Fnord wrote:
True, but as a black person, he had first-hand knowledge of the "Black Experience".
Would you say that the black experience was different in King's time? This is one of the more frustrating aspects I find with modern racial activism, this insistence that things have not gotten any better for black people or other minorities since the 1950s, which is just objectively false and risible.
IIRC, when you run polls it's not black people who think racial relations are so bad, it's progressive
white activists, which makes a sort of sense when you realize that they've replaced religion with activism as the source of their feeling of belonging and doing good in the world, they're very motivated to believe things are awful and that they're helping to fix them, regardless of the reality on the ground.
Fnord wrote:
When I listen to white people discussing CRT in negative terms, and saying that MLK's "I Have A Dream" speech is all they need to know, I have to wonder why they do not realize that "I Have A Dream" is not everything that MLK was about, and that MLK's speeches only skim the surface of the "Black Experience".
Would it help if I pointed you in the direction of some black intellectuals who also believe CRT and it's children are toxic and counterproductive to racial justice in America?
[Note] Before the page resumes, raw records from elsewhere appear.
use crate::config::LoggingConfig;
use anyhow::{Context, Result};
use std::fs;
use std::path::{Path, PathBuf};
use tracing_appender::non_blocking::WorkerGuard;
use tracing_appender::{non_blocking, rolling};
use tracing_subscriber::{fmt, layer::SubscriberExt, util::SubscriberInitExt, EnvFilter, Layer};

const LOG_FILE_NAME: &str = "anomaly-rs.log";

/// ログ設定
#[derive(Debug, Clone)]
pub struct LogConfig {
    /// ログレベル (trace, debug, info, warn, error)
    pub level: String,
    /// ログディレクトリ
    pub log_dir: PathBuf,
    /// ファイルローテーション設定
    pub rotation: LogRotation,
    /// コンソール出力有効
    pub console_enabled: bool,
    /// ファイル出力有効
    pub file_enabled: bool,
    /// JSON 形式で出力
    pub json: bool,
}

#[derive(Debug, Clone, Copy, PartialEq, Eq)]
pub enum LogRotation {
    /// 日次ローテーション
    Daily,
    /// 時間毎ローテーション
    Hourly,
    /// ローテーションなし
    Never,
}

impl LogRotation {
    /// 文字列から解析（不明な値は日次）
    pub fn parse(value: &str) -> Self {
        match value.to_ascii_lowercase().as_str() {
            "hourly" => LogRotation::Hourly,
            "never" => LogRotation::Never,
            _ => LogRotation::Daily,
        }
    }
}

impl Default for LogConfig {
    fn default() -> Self {
        Self {
            level: "info".to_string(),
            log_dir: default_log_dir(),
            rotation: LogRotation::Daily,
            console_enabled: true,
            file_enabled: false,
            json: false,
        }
    }
}

impl LogConfig {
    /// 設定ファイルのログセクションから作成
    pub fn from_logging_config(logging: &LoggingConfig) -> Self {
        Self {
            level: logging.level.clone(),
            log_dir: logging.log_dir.clone().unwrap_or_else(default_log_dir),
            rotation: LogRotation::parse(&logging.rotation),
            console_enabled: logging.console,
            file_enabled: logging.file,
            json: logging.json,
        }
    }

    /// カスタムログディレクトリを設定
    pub fn with_log_dir<P: Into<PathBuf>>(mut self, dir: P) -> Self {
        self.log_dir = dir.into();
        self
    }

    /// ログレベル設定
    pub fn with_level(mut self, level: impl Into<String>) -> Self {
        self.level = level.into();
        self
    }

    /// コンソール出力制御
    pub fn with_console(mut self, enabled: bool) -> Self {
        self.console_enabled = enabled;
        self
    }

    /// ファイル出力制御
    pub fn with_file(mut self, enabled: bool) -> Self {
        self.file_enabled = enabled;
        self
    }
}

/// デフォルトログディレクトリ（カレントの logs、作成できなければテンプ）
fn default_log_dir() -> PathBuf {
    let current_log_dir = PathBuf::from("logs");
    if ensure_log_dir(&current_log_dir).is_ok() {
        return current_log_dir;
    }
    std::env::temp_dir().join("anomaly-rs").join("logs")
}

/// ログディレクトリを確保
fn ensure_log_dir(dir: &Path) -> Result<()> {
    if !dir.exists() {
        fs::create_dir_all(dir)
            .with_context(|| format!("failed to create log directory {}", dir.display()))?;
    }
    Ok(())
}

/// ログシステムを初期化
///
/// ファイル出力時は `WorkerGuard` を返す。ドロップするまでバッファがフラッシュされるため、
/// 呼び出し側はプロセス終了まで保持すること。
pub fn init_logging(config: &LogConfig) -> Result<Option<WorkerGuard>> {
    let env_filter = EnvFilter::try_from_default_env()
        .or_else(|_| EnvFilter::try_new(&config.level))
        .unwrap_or_else(|_| EnvFilter::new("info"));

    let mut guard = None;
    let file_layer = if config.file_enabled {
        ensure_log_dir(&config.log_dir)?;
        let file_appender = match config.rotation {
            LogRotation::Daily => rolling::daily(&config.log_dir, LOG_FILE_NAME),
            LogRotation::Hourly => rolling::hourly(&config.log_dir, LOG_FILE_NAME),
            LogRotation::Never => rolling::never(&config.log_dir, LOG_FILE_NAME),
        };
        let (writer, file_guard) = non_blocking(file_appender);
        guard = Some(file_guard);

        let layer = fmt::layer().with_writer(writer).with_ansi(false).with_target(true);
        Some(if config.json {
            layer.json().boxed()
        } else {
            layer.boxed()
        })
    } else {
        None
    };

    // 何も出力しない設定でも警告以上はコンソールへ出す
    let console_enabled = config.console_enabled || !config.file_enabled;
    let console_layer = console_enabled.then(|| {
        let layer = fmt::layer()
            .with_writer(std::io::stderr)
            .with_target(true)
            .with_thread_ids(true)
            .with_line_number(true);
        if config.json {
            layer.json().boxed()
        } else {
            layer.boxed()
        }
    });

    tracing_subscriber::registry()
        .with(env_filter)
        .with(console_layer)
        .with(file_layer)
        .try_init()
        .context("failed to install tracing subscriber")?;

    tracing::info!(
        level = %config.level,
        console = console_enabled,
        file = config.file_enabled,
        log_dir = %config.log_dir.display(),
        "Logging initialized"
    );

    Ok(guard)
}

#[cfg(test)]
mod tests {
    use super::*;
    use tempfile::tempdir;

    #[test]
    fn test_log_config_default() {
        let config = LogConfig::default();
        assert_eq!(config.level, "info");
        assert!(config.console_enabled);
        assert!(!config.file_enabled);
        assert_eq!(config.rotation, LogRotation::Daily);
    }

    #[test]
    fn test_log_config_from_logging_section() {
        let logging = LoggingConfig {
            level: "debug".to_string(),
            log_dir: Some(PathBuf::from("/var/log/anomaly")),
            rotation: "Hourly".to_string(),
            console: false,
            file: true,
            json: true,
        };

        let config = LogConfig::from_logging_config(&logging);
        assert_eq!(config.level, "debug");
        assert_eq!(config.log_dir, PathBuf::from("/var/log/anomaly"));
        assert_eq!(config.rotation, LogRotation::Hourly);
        assert!(!config.console_enabled);
        assert!(config.file_enabled);
        assert!(config.json);
    }

    #[test]
    fn test_rotation_parse() {
        assert_eq!(LogRotation::parse("never"), LogRotation::Never);
        assert_eq!(LogRotation::parse("daily"), LogRotation::Daily);
        assert_eq!(LogRotation::parse("weekly"), LogRotation::Daily);
    }

    #[test]
    fn test_ensure_log_dir() {
        let temp_dir = tempdir().unwrap();
        let log_dir = temp_dir.path().join("test_logs");

        assert!(ensure_log_dir(&log_dir).is_ok());
        assert!(log_dir.exists());
    }
}
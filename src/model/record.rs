//! Metric Record Ingestion
//!
//! 取り込み時のスキーマ検証（固定の数値フィールド）

use super::types::{EntityId, MetricSample};
use crate::error::{Error, Result};
use chrono::{DateTime, Utc};
use serde::{Deserialize, Serialize};
use std::collections::BTreeMap;
use tracing::debug;

/// 未知フィールドの扱い
#[derive(Debug, Clone, Copy, PartialEq, Eq, Default, Serialize, Deserialize)]
#[serde(rename_all = "lowercase")]
pub enum UnknownFieldPolicy {
    /// 無視（debugログのみ）
    #[default]
    Ignore,
    /// レコード全体を拒否
    Reject,
}

/// エンティティ1件・1時刻分のメトリクスレコード
#[derive(Debug, Clone, PartialEq, Serialize, Deserialize)]
pub struct MetricRecord {
    pub entity_id: EntityId,
    pub timestamp: DateTime<Utc>,
    #[serde(default, skip_serializing_if = "Option::is_none")]
    pub cpu_usage: Option<f64>,
    #[serde(default, skip_serializing_if = "Option::is_none")]
    pub memory_usage: Option<f64>,
    #[serde(default, skip_serializing_if = "Option::is_none")]
    pub disk_usage: Option<f64>,
    #[serde(default, skip_serializing_if = "Option::is_none")]
    pub network_io: Option<f64>,
    /// スキーマ外のフィールド
    #[serde(flatten)]
    pub extra: BTreeMap<String, serde_json::Value>,
}

impl MetricRecord {
    /// 既知フィールド名
    pub const FIELDS: [&'static str; 4] = ["cpu_usage", "memory_usage", "disk_usage", "network_io"];

    pub fn new(entity_id: impl Into<EntityId>, timestamp: DateTime<Utc>) -> Self {
        Self {
            entity_id: entity_id.into(),
            timestamp,
            cpu_usage: None,
            memory_usage: None,
            disk_usage: None,
            network_io: None,
            extra: BTreeMap::new(),
        }
    }

    /// JSON文字列からレコードをパース
    pub fn parse(line: &str) -> Result<Self> {
        serde_json::from_str(line).map_err(|e| Error::InvalidSample(e.to_string()))
    }

    /// 検証してサンプル列に変換
    pub fn into_samples(self, policy: UnknownFieldPolicy) -> Result<Vec<MetricSample>> {
        if !self.extra.is_empty() {
            let unknown: Vec<&str> = self.extra.keys().map(String::as_str).collect();
            match policy {
                UnknownFieldPolicy::Reject => {
                    return Err(Error::InvalidSample(format!(
                        "unknown fields for entity {}: {}",
                        self.entity_id,
                        unknown.join(", ")
                    )));
                }
                UnknownFieldPolicy::Ignore => {
                    debug!(entity = %self.entity_id, fields = ?unknown, "Ignoring unknown fields");
                }
            }
        }

        let fields = [
            (Self::FIELDS[0], self.cpu_usage),
            (Self::FIELDS[1], self.memory_usage),
            (Self::FIELDS[2], self.disk_usage),
            (Self::FIELDS[3], self.network_io),
        ];

        let mut samples = Vec::with_capacity(fields.len());
        for (name, value) in fields {
            let Some(value) = value else { continue };
            if !value.is_finite() {
                return Err(Error::InvalidSample(format!(
                    "non-finite value for {}/{}",
                    self.entity_id, name
                )));
            }
            samples.push(MetricSample::new(
                self.entity_id.clone(),
                name,
                self.timestamp,
                value,
            ));
        }

        Ok(samples)
    }
}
Glenn Loury, John McWhorter, Kmele Foster and Thomas Chatterton Williams are all excellent resources on the topic, and contrary to the objection I can feel coming, not black conservatives in the Clarence Thomas / Thomas Sowell mold either.
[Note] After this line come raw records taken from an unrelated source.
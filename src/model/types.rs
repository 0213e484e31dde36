//! Model Types
//!
//! エンティティ・メトリクス・学習済みモデルの型定義

use chrono::{DateTime, Datelike, Duration, Timelike, Utc};
use serde::{Deserialize, Serialize};
use std::collections::BTreeMap;
use std::fmt;

/// 監視対象エンティティID（ホスト・サービスインスタンス）
#[derive(Debug, Clone, PartialEq, Eq, Hash, PartialOrd, Ord, Serialize, Deserialize)]
#[serde(transparent)]
pub struct EntityId(String);

impl EntityId {
    pub fn new(id: impl Into<String>) -> Self {
        Self(id.into())
    }

    pub fn as_str(&self) -> &str {
        &self.0
    }
}

impl fmt::Display for EntityId {
    fn fmt(&self, f: &mut fmt::Formatter<'_>) -> fmt::Result {
        f.write_str(&self.0)
    }
}

impl From<&str> for EntityId {
    fn from(id: &str) -> Self {
        Self::new(id)
    }
}

/// メトリクス名
#[derive(Debug, Clone, PartialEq, Eq, Hash, PartialOrd, Ord, Serialize, Deserialize)]
#[serde(transparent)]
pub struct MetricName(String);

impl MetricName {
    pub fn new(name: impl Into<String>) -> Self {
        Self(name.into())
    }

    pub fn as_str(&self) -> &str {
        &self.0
    }
}

impl fmt::Display for MetricName {
    fn fmt(&self, f: &mut fmt::Formatter<'_>) -> fmt::Result {
        f.write_str(&self.0)
    }
}

impl From<&str> for MetricName {
    fn from(name: &str) -> Self {
        Self::new(name)
    }
}

/// 統計モデルの複合キー（エンティティ, メトリクス）
#[derive(Debug, Clone, PartialEq, Eq, Hash, PartialOrd, Ord, Serialize, Deserialize)]
pub struct ModelKey {
    pub entity_id: EntityId,
    pub metric: MetricName,
}

impl ModelKey {
    pub fn new(entity_id: EntityId, metric: MetricName) -> Self {
        Self { entity_id, metric }
    }
}

impl fmt::Display for ModelKey {
    fn fmt(&self, f: &mut fmt::Formatter<'_>) -> fmt::Result {
        write!(f, "{}/{}", self.entity_id, self.metric)
    }
}

/// 順序なしメトリクスペア
///
/// 常に `first <= second` に正規化されるため、(A, B) と (B, A) は同じキーになる。
#[derive(Debug, Clone, PartialEq, Eq, Hash, PartialOrd, Ord, Serialize, Deserialize)]
pub struct MetricPair {
    first: MetricName,
    second: MetricName,
}

impl MetricPair {
    pub fn new(a: MetricName, b: MetricName) -> Self {
        if a <= b {
            Self {
                first: a,
                second: b,
            }
        } else {
            Self {
                first: b,
                second: a,
            }
        }
    }

    pub fn first(&self) -> &MetricName {
        &self.first
    }

    pub fn second(&self) -> &MetricName {
        &self.second
    }
}

impl fmt::Display for MetricPair {
    fn fmt(&self, f: &mut fmt::Formatter<'_>) -> fmt::Result {
        write!(f, "{}~{}", self.first, self.second)
    }
}

/// メトリクスの有効値域
#[derive(Debug, Clone, Copy, PartialEq, Default, Serialize, Deserialize)]
pub struct MetricDomain {
    /// 下限（None = 無制限）
    pub min: Option<f64>,
    /// 上限（None = 無制限）
    pub max: Option<f64>,
}

impl MetricDomain {
    pub fn bounded(min: f64, max: f64) -> Self {
        Self {
            min: Some(min),
            max: Some(max),
        }
    }

    pub fn non_negative() -> Self {
        Self {
            min: Some(0.0),
            max: None,
        }
    }

    /// 値域内に収める
    pub fn clamp(&self, value: f64) -> f64 {
        let lower = self.min.unwrap_or(f64::NEG_INFINITY);
        let upper = self.max.unwrap_or(f64::INFINITY);
        value.max(lower).min(upper)
    }
}

/// メトリクスサンプル
#[derive(Debug, Clone, PartialEq, Serialize, Deserialize)]
pub struct MetricSample {
    pub entity_id: EntityId,
    pub metric: MetricName,
    pub timestamp: DateTime<Utc>,
    pub value: f64,
}

impl MetricSample {
    pub fn new(
        entity_id: impl Into<EntityId>,
        metric: impl Into<MetricName>,
        timestamp: DateTime<Utc>,
        value: f64,
    ) -> Self {
        Self {
            entity_id: entity_id.into(),
            metric: metric.into(),
            timestamp,
            value,
        }
    }
}

/// 時系列順に並んだ履歴ウィンドウ
#[derive(Debug, Clone, Default, PartialEq)]
pub struct MetricWindow {
    samples: Vec<MetricSample>,
}

impl MetricWindow {
    /// サンプルを時系列順（安定ソート）に並べてウィンドウを作成
    pub fn from_samples(mut samples: Vec<MetricSample>) -> Self {
        samples.sort_by_key(|s| s.timestamp);
        Self { samples }
    }

    pub fn len(&self) -> usize {
        self.samples.len()
    }

    pub fn is_empty(&self) -> bool {
        self.samples.is_empty()
    }

    pub fn samples(&self) -> &[MetricSample] {
        &self.samples
    }

    pub fn values(&self) -> Vec<f64> {
        self.samples.iter().map(|s| s.value).collect()
    }

    /// 最初と最後のサンプル間の期間
    pub fn span(&self) -> Duration {
        match (self.samples.first(), self.samples.last()) {
            (Some(first), Some(last)) => last.timestamp - first.timestamp,
            _ => Duration::zero(),
        }
    }

    /// 最新のサンプル
    pub fn latest(&self) -> Option<&MetricSample> {
        self.samples.last()
    }
}

/// サンプル列をメトリクスごとのウィンドウに分割
pub fn group_by_metric(samples: &[MetricSample]) -> BTreeMap<MetricName, MetricWindow> {
    let mut grouped: BTreeMap<MetricName, Vec<MetricSample>> = BTreeMap::new();
    for sample in samples {
        grouped
            .entry(sample.metric.clone())
            .or_default()
            .push(sample.clone());
    }
    grouped
        .into_iter()
        .map(|(metric, samples)| (metric, MetricWindow::from_samples(samples)))
        .collect()
}

/// トレンド方向
#[derive(Debug, Clone, Copy, PartialEq, Eq, Serialize, Deserialize)]
pub enum TrendDirection {
    /// 上昇トレンド
    Increasing,
    /// 下降トレンド
    Decreasing,
    /// 安定
    Stable,
}

/// 線形トレンド
#[derive(Debug, Clone, Copy, PartialEq, Serialize, Deserialize)]
pub struct Trend {
    /// サンプルインデックスあたりの傾き
    pub slope: f64,
    pub direction: TrendDirection,
}

/// Tukey法による外れ値境界
#[derive(Debug, Clone, Copy, PartialEq, Serialize, Deserialize)]
pub struct OutlierBounds {
    pub lower: f64,
    pub upper: f64,
}

/// 動的しきい値（warning <= critical <= anomaly_boundary）
#[derive(Debug, Clone, Copy, PartialEq, Serialize, Deserialize)]
pub struct DynamicThresholds {
    pub warning: f64,
    pub critical: f64,
    pub anomaly_boundary: f64,
}

/// エンティティ・メトリクス単位の統計ベースライン
#[derive(Debug, Clone, PartialEq, Serialize, Deserialize)]
pub struct StatisticalModel {
    pub key: ModelKey,
    pub mean: f64,
    pub median: f64,
    pub stddev: f64,
    pub variance: f64,
    pub min: f64,
    pub max: f64,
    pub q1: f64,
    pub q3: f64,
    pub iqr: f64,
    pub skewness: f64,
    pub kurtosis: f64,
    pub trend: Trend,
    /// ウィンドウサイズ → 移動平均系列
    pub moving_averages: BTreeMap<usize, Vec<f64>>,
    pub outlier_bounds: OutlierBounds,
    /// 学習ウィンドウ内の外れ値数
    pub outlier_count: usize,
    pub dynamic_thresholds: DynamicThresholds,
    pub data_point_count: usize,
    pub trained_at: DateTime<Utc>,
}

impl StatisticalModel {
    /// 分散ゼロ（定数信号）かどうか
    pub fn is_degenerate(&self) -> bool {
        self.stddev == 0.0
    }
}

/// 季節性プロファイル
///
/// 各バケットは複合信号の算術平均。観測がないバケットは `None`（補正なし）。
#[derive(Debug, Clone, PartialEq, Serialize, Deserialize)]
pub struct SeasonalProfile {
    pub entity_id: EntityId,
    /// 時間帯別（0-23, UTC）
    pub hourly: [Option<f64>; 24],
    /// 曜日別（0 = 月曜）
    pub daily: [Option<f64>; 7],
    /// 月別（0 = 1月）
    pub monthly: [Option<f64>; 12],
    /// 複合信号全体の平均
    pub overall_mean: f64,
    pub sample_count: usize,
    pub trained_at: DateTime<Utc>,
}

impl SeasonalProfile {
    /// 時間帯バケットの全体平均からの偏差
    pub fn hourly_deviation(&self, timestamp: DateTime<Utc>) -> Option<f64> {
        self.hourly[timestamp.hour() as usize].map(|v| v - self.overall_mean)
    }

    /// 曜日バケットの全体平均からの偏差
    pub fn daily_deviation(&self, timestamp: DateTime<Utc>) -> Option<f64> {
        self.daily[timestamp.weekday().num_days_from_monday() as usize]
            .map(|v| v - self.overall_mean)
    }

    /// 月バケットの全体平均からの偏差
    pub fn monthly_deviation(&self, timestamp: DateTime<Utc>) -> Option<f64> {
        self.monthly[timestamp.month0() as usize].map(|v| v - self.overall_mean)
    }
}

/// ペア相関係数
#[derive(Debug, Clone, PartialEq, Serialize, Deserialize)]
pub struct PairCorrelation {
    pub pair: MetricPair,
    /// ピアソン相関係数 [-1, 1]
    pub coefficient: f64,
    /// 整列後のサンプル数
    pub sample_count: usize,
}

/// エンティティの相関プロファイル
#[derive(Debug, Clone, PartialEq, Serialize, Deserialize)]
pub struct CorrelationProfile {
    pub entity_id: EntityId,
    /// ペア順にソート済み
    pub correlations: Vec<PairCorrelation>,
    pub trained_at: DateTime<Utc>,
}

impl CorrelationProfile {
    pub fn new(
        entity_id: EntityId,
        mut correlations: Vec<PairCorrelation>,
        trained_at: DateTime<Utc>,
    ) -> Self {
        correlations.sort_by(|a, b| a.pair.cmp(&b.pair));
        correlations.dedup_by(|a, b| a.pair == b.pair);
        Self {
            entity_id,
            correlations,
            trained_at,
        }
    }

    /// 2メトリクス間の相関係数（順序は問わない）
    pub fn coefficient(&self, a: &MetricName, b: &MetricName) -> Option<f64> {
        let pair = MetricPair::new(a.clone(), b.clone());
        self.correlations
            .binary_search_by(|c| c.pair.cmp(&pair))
            .ok()
            .map(|idx| self.correlations[idx].coefficient)
    }

    pub fn is_empty(&self) -> bool {
        self.correlations.is_empty()
    }
}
https://glennloury.substack.com/https://johnmcwhorter.substack.com/https://www.thomaschattertonwilliams.com/https://shows.acast.com/wethefifth/episodesPersonally, I also reject the idea that you have to be a certain race to understand certain subject or comment on them; I mean yes, I obviously can't accurately describe day to day life as a black man, but I can certainly comment on why Critical Race Theory is toxic and dangerous, that does not require personal experience to evaluate the value of as a concept.
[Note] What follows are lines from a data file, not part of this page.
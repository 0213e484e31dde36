//! # anomaly-rs
//!
//! Per-entity, per-metric anomaly detection and forecasting engine.
//!
//! Baselines (statistical, seasonal and cross-metric correlation models) are trained
//! from historical samples on a fixed schedule. Live samples are scored against those
//! baselines and anomalies are forwarded to an alert sink. Short-horizon forecasts with
//! decaying confidence are produced on demand.

pub mod config;
pub mod detection;
pub mod engine;
pub mod error;
pub mod interfaces;
pub mod logging;
pub mod model;
pub mod prediction;
pub mod scheduler;
pub mod store;
pub mod training;

pub use engine::{AnomalyEngine, AnomalyEngineBuilder, EngineHandle};
pub use error::{Error, ErrorClass, Result};
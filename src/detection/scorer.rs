//! Anomaly Scorer
//!
//! 学習済みベースラインに対する偏差スコアリング

use super::types::{AnomalyEvent, AnomalySubject, DetectionMethod, ExpectedRange, Severity};
use crate::config::DetectionConfig;
use crate::error::{Error, Result};
use crate::model::{EntityId, MetricDomain, MetricName, MetricSample, ModelKey, StatisticalModel};
use crate::store::ModelStore;
use chrono::{DateTime, Utc};
use serde::Serialize;

/// スコアの算出根拠
#[derive(Debug, Clone, Copy, PartialEq, Eq, Serialize)]
#[serde(rename_all = "snake_case")]
pub enum ScoreBasis {
    /// 標準偏差による正規化
    Normal,
    /// 分散ゼロ（平均と一致すれば 0.0、それ以外は 1.0）
    Degenerate,
}

/// スコアリング結果（発報しないスコアもダッシュボード用に保持される）
#[derive(Debug, Clone, PartialEq, Serialize)]
pub struct ScoreOutcome {
    pub key: ModelKey,
    pub value: f64,
    pub score: f64,
    pub basis: ScoreBasis,
    /// 発報対象の場合のみ `Some`
    pub severity: Option<Severity>,
    pub expected_range: ExpectedRange,
    pub timestamp: DateTime<Utc>,
}

impl ScoreOutcome {
    pub fn is_anomalous(&self) -> bool {
        self.severity.is_some()
    }

    /// 発報対象なら異常イベントに変換
    pub fn to_event(&self) -> Option<AnomalyEvent> {
        let severity = self.severity?;
        Some(AnomalyEvent::new(
            self.key.entity_id.clone(),
            AnomalySubject::Metric {
                metric: self.key.metric.clone(),
                value: self.value,
            },
            self.score,
            severity,
            self.expected_range,
            DetectionMethod::Statistical,
            self.timestamp,
        ))
    }
}

/// 偏差スコアラー
#[derive(Debug, Clone)]
pub struct AnomalyScorer {
    config: DetectionConfig,
}

impl AnomalyScorer {
    pub fn new(config: DetectionConfig) -> Self {
        Self { config }
    }

    /// 偏差スコア（0.0-1.0）
    pub fn raw_score(&self, model: &StatisticalModel, value: f64) -> (f64, ScoreBasis) {
        if model.is_degenerate() {
            let score = if value == model.mean { 0.0 } else { 1.0 };
            return (score, ScoreBasis::Degenerate);
        }

        let z = (value - model.mean).abs() / model.stddev;
        ((z / self.config.score_sigma_scale).min(1.0), ScoreBasis::Normal)
    }

    /// スコアから重大度を判定（`emission_cutoff` 以下は発報しない）
    pub fn classify(&self, score: f64) -> Option<Severity> {
        if score > self.config.critical_cutoff {
            Some(Severity::Critical)
        } else if score > self.config.emission_cutoff {
            Some(Severity::High)
        } else {
            None
        }
    }

    /// 発報されない値の範囲
    pub fn expected_range(&self, model: &StatisticalModel, domain: MetricDomain) -> ExpectedRange {
        let margin = self.config.score_sigma_scale * self.config.emission_cutoff * model.stddev;
        ExpectedRange {
            min: domain.clamp(model.mean - margin),
            max: domain.clamp(model.mean + margin),
        }
    }

    /// 1サンプルをスコアリング
    pub fn score(
        &self,
        model: &StatisticalModel,
        value: f64,
        timestamp: DateTime<Utc>,
        domain: MetricDomain,
    ) -> ScoreOutcome {
        let (score, basis) = self.raw_score(model, value);
        ScoreOutcome {
            key: model.key.clone(),
            value,
            score,
            basis,
            severity: self.classify(score),
            expected_range: self.expected_range(model, domain),
            timestamp,
        }
    }

    /// ストアのモデルでサンプルをスコアリング
    pub async fn score_sample(
        &self,
        store: &ModelStore,
        sample: &MetricSample,
        domain: MetricDomain,
    ) -> Result<ScoreOutcome> {
        if !sample.value.is_finite() {
            return Err(Error::InvalidSample(format!(
                "non-finite value for {}/{}",
                sample.entity_id, sample.metric
            )));
        }
        let key = ModelKey::new(sample.entity_id.clone(), sample.metric.clone());
        let model = store
            .statistical(&key)
            .await
            .ok_or_else(|| Error::ModelNotFound(key.to_string()))?;
        Ok(self.score(&model, sample.value, sample.timestamp, domain))
    }

    /// エンティティ・メトリクス・値から直接スコアリング
    pub async fn score_value(
        &self,
        store: &ModelStore,
        entity_id: &EntityId,
        metric: &MetricName,
        value: f64,
        timestamp: DateTime<Utc>,
        domain: MetricDomain,
    ) -> Result<ScoreOutcome> {
        let sample = MetricSample::new(entity_id.clone(), metric.clone(), timestamp, value);
        self.score_sample(store, &sample, domain).await
    }
}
I'm going to use an example that I heard recently: Addressing systemic racism is like treating a man you've been beating with a hammer; stopping the beating is great, but you also need to heal the damage that was done by the beating (e.g. reparations for the damage done by redlining), where as anti-racism, which is the currently voguish Kendi influenced CRT offshoot, would instead hit someone else with the hammer (e.g. Asians applying to elite colleges) and pretend that that's healing the damage done by the previous hammering. It just doesn't make sense, and you don't have to have the black experience to know that.
As to MLK, yes, many people stop at "I have a dream" and go no further, particularly as to his economic views on class, but I don't see that as a reason to then jump to "white people can't talk about CRT". I also think that King's now out of vogue "colorblind" stance, "judged on the content of their character rather than the color of their skin" is very much worth preserving and elevating over the currently fashionable Kendi/DiAngelo proactive racism model.
Fnord wrote:
White is not the default color of humanity.
Never said that it was. If anything, that's another failure of CRT, treating "white" as this monolithic group with special properties, which is just as racist as anything it's attempting to correct for.